(Stored items)
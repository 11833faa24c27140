use async_trait::async_trait;
use serde::{Deserialize, Serialize};
use thiserror::Error;

use crate::models::profile::{CandidateProfile, ChatTurn};

// ────────────────────────────────────────────────────────────────────────────
// Requests
// ────────────────────────────────────────────────────────────────────────────

/// Context for a cover letter. Only `job_description` is mandatory.
#[derive(Debug, Clone, Deserialize)]
pub struct CoverLetterRequest {
    pub job_description: String,
    #[serde(default)]
    pub resume_text: Option<String>,
    #[serde(default)]
    pub profile: CandidateProfile,
}

/// A chat message plus earlier turns, oldest first.
#[derive(Debug, Clone, Deserialize)]
pub struct ChatRequest {
    pub message: String,
    #[serde(default)]
    pub history: Vec<ChatTurn>,
}

#[derive(Debug, Clone)]
pub enum GenerationRequest {
    CoverLetter(CoverLetterRequest),
    Chat(ChatRequest),
}

#[derive(Debug, Clone, Copy, PartialEq, Eq, Serialize)]
#[serde(rename_all = "snake_case")]
pub enum GenerationKind {
    CoverLetter,
    Chat,
}

impl GenerationKind {
    pub fn as_str(&self) -> &'static str {
        match self {
            GenerationKind::CoverLetter => "cover_letter",
            GenerationKind::Chat => "chat",
        }
    }
}

impl GenerationRequest {
    pub fn kind(&self) -> GenerationKind {
        match self {
            GenerationRequest::CoverLetter(_) => GenerationKind::CoverLetter,
            GenerationRequest::Chat(_) => GenerationKind::Chat,
        }
    }
}

// ────────────────────────────────────────────────────────────────────────────
// Results
// ────────────────────────────────────────────────────────────────────────────

/// Where a piece of generated text came from. Informational only.
#[derive(Debug, Clone, Copy, PartialEq, Eq, Serialize, Deserialize)]
#[serde(rename_all = "lowercase")]
pub enum Provenance {
    Remote,
    Fallback,
}

#[derive(Debug, Clone, PartialEq, Serialize)]
pub struct GenerationResult {
    pub text: String,
    pub provenance: Provenance,
}

impl GenerationResult {
    pub fn remote(text: String) -> Self {
        Self {
            text,
            provenance: Provenance::Remote,
        }
    }

    pub fn fallback(text: String) -> Self {
        Self {
            text,
            provenance: Provenance::Fallback,
        }
    }
}

// ────────────────────────────────────────────────────────────────────────────
// Generator seam
// ────────────────────────────────────────────────────────────────────────────

/// Any remote failure: timeout, bad status, transport error or unusable payload.
/// The cause is logged by the generator; callers only ever fall back.
#[derive(Debug, Clone, Copy, PartialEq, Eq, Error)]
#[error("remote text generation failed")]
pub struct GenerationFailure;

/// Remote text generation backend. Carried by `Assistant` as `Arc<dyn TextGenerator>`.
#[async_trait]
pub trait TextGenerator: Send + Sync {
    async fn generate(&self, request: &GenerationRequest) -> Result<String, GenerationFailure>;
}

> _Work task_
Which lines of the entries contain "Debug"? Count them and write only the number.

> _Solution to this problem_
7